[Dataset excerpts]
Start of Block
//! Output chunk naming

use std::fmt;
use std::sync::Arc;

use serde::Serialize;

use super::classify::{classify, OriginCategory};
use super::roots::Roots;
use crate::config::ChunkOrdering;
use crate::utils::sanitize_file_name;

/// Directory every non-entry chunk is written under
pub const CHUNKS_DIR: &str = "chunks";

/// A group of modules the host bundler decided to emit as one file
#[derive(Debug, Clone)]
pub struct Chunk {
    /// Chunk name (used for output filename)
    pub name: String,

    /// Member module ids, in the order the host presented them
    pub module_ids: Vec<String>,
}

impl Chunk {
    pub fn new(name: impl Into<String>, module_ids: Vec<String>) -> Self {
        Self {
            name: name.into(),
            module_ids,
        }
    }

    /// Check if chunk is empty
    pub fn is_empty(&self) -> bool {
        self.module_ids.is_empty()
    }
}

/// Output subdirectory of a chunk
#[derive(Debug, Clone, PartialEq, Eq, Serialize)]
#[serde(into = "String")]
pub enum ChunkGroup {
    /// `app/<subdir>` for server build output, `app` for the runtime app
    App(String),
    Build,
    /// Framework runtime, named after the runtime
    Runtime(String),
    Handlers,
    Raw,
    /// Bundler-internal helpers
    Internal,
    Ungrouped,
}

impl ChunkGroup {
    pub fn for_category(category: &OriginCategory, roots: &Roots) -> Self {
        match category {
            OriginCategory::BuildOutput { subdir } => ChunkGroup::App(subdir.clone()),
            OriginCategory::RuntimeApp => ChunkGroup::App(String::new()),
            OriginCategory::BuildRoot => ChunkGroup::Build,
            OriginCategory::RuntimeInternal => ChunkGroup::Runtime(roots.runtime_name.clone()),
            OriginCategory::DeclaredHandler => ChunkGroup::Handlers,
            OriginCategory::Asset => ChunkGroup::Raw,
            OriginCategory::Synthetic => ChunkGroup::Internal,
            OriginCategory::ThirdParty
            | OriginCategory::ApplicationSource
            | OriginCategory::Unknown => ChunkGroup::Ungrouped,
        }
    }

    /// Relative directory under `chunks/`; empty for ungrouped chunks
    pub fn dir(&self) -> String {
        match self {
            ChunkGroup::App(subdir) if subdir.is_empty() => "app".to_string(),
            ChunkGroup::App(subdir) => format!("app/{}", subdir),
            ChunkGroup::Build => "build".to_string(),
            ChunkGroup::Runtime(name) => name.clone(),
            ChunkGroup::Handlers => "handlers".to_string(),
            ChunkGroup::Raw => "raw".to_string(),
            ChunkGroup::Internal => "rollup".to_string(),
            ChunkGroup::Ungrouped => String::new(),
        }
    }
}

impl fmt::Display for ChunkGroup {
    fn fmt(&self, f: &mut fmt::Formatter<'_>) -> fmt::Result {
        f.write_str(&self.dir())
    }
}

impl From<ChunkGroup> for String {
    fn from(group: ChunkGroup) -> Self {
        group.dir()
    }
}

/// Assigns output paths to chunks from their representative member
#[derive(Debug, Clone)]
pub struct ChunkNamer {
    roots: Arc<Roots>,
    ext: String,
    ordering: ChunkOrdering,
}

impl ChunkNamer {
    pub fn new(roots: Arc<Roots>, ext: impl Into<String>, ordering: ChunkOrdering) -> Self {
        Self {
            roots,
            ext: ext.into(),
            ordering,
        }
    }

    /// File name of the single bundle entry
    pub fn entry_file_name(&self) -> String {
        format!("index.{}", self.ext)
    }

    /// The member that names the chunk: the last one presented, or the
    /// greatest one when members are sorted first
    pub fn representative<'a>(&self, module_ids: &'a [String]) -> Option<&'a str> {
        match self.ordering {
            ChunkOrdering::Host => module_ids.last(),
            ChunkOrdering::Sorted => module_ids.iter().max(),
        }
        .map(String::as_str)
    }

    pub fn group(&self, module_ids: &[String]) -> ChunkGroup {
        match self.representative(module_ids) {
            Some(id) => ChunkGroup::for_category(&classify(id, &self.roots), &self.roots),
            None => ChunkGroup::Ungrouped,
        }
    }

    /// Output template with a `[name]` placeholder left for the host
    pub fn file_template(&self, module_ids: &[String]) -> String {
        self.path_for(&self.group(module_ids), "[name]")
    }

    /// Full relative output path of a chunk
    pub fn assign(&self, chunk: &Chunk) -> String {
        let name = sanitize_file_name(&chunk.name);
        self.path_for(&self.group(&chunk.module_ids), &name)
    }

    fn path_for(&self, group: &ChunkGroup, name: &str) -> String {
        let dir = group.dir();
        let file = format!("{}.{}", name, self.ext);
        [CHUNKS_DIR, dir.as_str(), file.as_str()]
            .iter()
            .filter(|segment| !segment.is_empty())
            .copied()
            .collect::<Vec<_>>()
            .join("/")
    }
}

#[cfg(test)]
mod tests {
    use super::*;

    fn namer(ordering: ChunkOrdering) -> ChunkNamer {
        let roots = Roots::new("/proj", "/proj/src", "/proj/.build", "/proj/runtime", "nitro")
            .with_handlers(vec!["/proj/src/api/hello".to_string()]);
        ChunkNamer::new(Arc::new(roots), "mjs", ordering)
    }

    fn ids(ids: &[&str]) -> Vec<String> {
        ids.iter().map(|id| id.to_string()).collect()
    }

    #[test]
    fn test_last_member_names_the_chunk() {
        let chunk = Chunk::new(
            "hello",
            ids(&["/proj/node_modules/h3/index.mjs", "/proj/src/utils.ts", "/proj/src/api/hello.ts"]),
        );
        let path = namer(ChunkOrdering::Host).assign(&chunk);
        assert!(path.starts_with("chunks/handlers/"));
        assert_eq!(path, "chunks/handlers/hello.mjs");
    }

    #[test]
    fn test_group_table() {
        let namer = namer(ChunkOrdering::Host);
        let cases = [
            ("/proj/.build/dist/server/pages/index.mjs", "chunks/app/pages/[name].mjs"),
            ("/proj/.build/dist/server/server.mjs", "chunks/app/[name].mjs"),
            ("/proj/runtime/app/render.mjs", "chunks/app/[name].mjs"),
            ("/proj/.build/virtual.mjs", "chunks/build/[name].mjs"),
            ("/proj/runtime/cache.mjs", "chunks/nitro/[name].mjs"),
            ("/proj/public/assets/a.txt", "chunks/raw/[name].mjs"),
            ("\0commonjsHelpers.js", "chunks/rollup/[name].mjs"),
            ("/proj/node_modules/h3/index.mjs", "chunks/[name].mjs"),
        ];
        for (id, expected) in cases {
            assert_eq!(namer.file_template(&ids(&[id])), expected, "{}", id);
        }
    }

    #[test]
    fn test_empty_chunk_is_ungrouped() {
        let chunk = Chunk::new("shared", Vec::new());
        assert!(chunk.is_empty());
        assert_eq!(namer(ChunkOrdering::Host).assign(&chunk), "chunks/shared.mjs");
    }

    #[test]
    fn test_sorted_ordering_ignores_host_order() {
        let namer = namer(ChunkOrdering::Sorted);
        let forward = ids(&["/proj/runtime/cache.mjs", "/proj/src/api/hello.ts"]);
        let reversed = ids(&["/proj/src/api/hello.ts", "/proj/runtime/cache.mjs"]);
        assert_eq!(namer.group(&forward), namer.group(&reversed));
        assert_eq!(namer.group(&forward), ChunkGroup::Handlers);
    }

    #[test]
    fn test_chunk_name_is_sanitized() {
        let chunk = Chunk::new("\0virtual:plugins", ids(&["\0virtual:plugins"]));
        assert_eq!(namer(ChunkOrdering::Host).assign(&chunk), "chunks/rollup/_virtual_plugins.mjs");
    }

    #[test]
    fn test_entry_file_name() {
        assert_eq!(namer(ChunkOrdering::Host).entry_file_name(), "index.mjs");
    }
}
End of Block
Give back, verbatim, the lines from the top of the entries above through the line containing "pub fn for_category(category: &OriginCategory, roots: &Roots)".

■ FINISHED EXERCISE
//! Output chunk naming

use std::fmt;
use std::sync::Arc;

use serde::Serialize;

use super::classify::{classify, OriginCategory};
use super::roots::Roots;
use crate::config::ChunkOrdering;
use crate::utils::sanitize_file_name;

/// Directory every non-entry chunk is written under
pub const CHUNKS_DIR: &str = "chunks";

/// A group of modules the host bundler decided to emit as one file
#[derive(Debug, Clone)]
pub struct Chunk {
    /// Chunk name (used for output filename)
    pub name: String,

    /// Member module ids, in the order the host presented them
    pub module_ids: Vec<String>,
}

impl Chunk {
    pub fn new(name: impl Into<String>, module_ids: Vec<String>) -> Self {
        Self {
            name: name.into(),
            module_ids,
        }
    }

    /// Check if chunk is empty
    pub fn is_empty(&self) -> bool {
        self.module_ids.is_empty()
    }
}

/// Output subdirectory of a chunk
#[derive(Debug, Clone, PartialEq, Eq, Serialize)]
#[serde(into = "String")]
pub enum ChunkGroup {
    /// `app/<subdir>` for server build output, `app` for the runtime app
    App(String),
    Build,
    /// Framework runtime, named after the runtime
    Runtime(String),
    Handlers,
    Raw,
    /// Bundler-internal helpers
    Internal,
    Ungrouped,
}

impl ChunkGroup {
    pub fn for_category(category: &OriginCategory, roots: &Roots) -> Self {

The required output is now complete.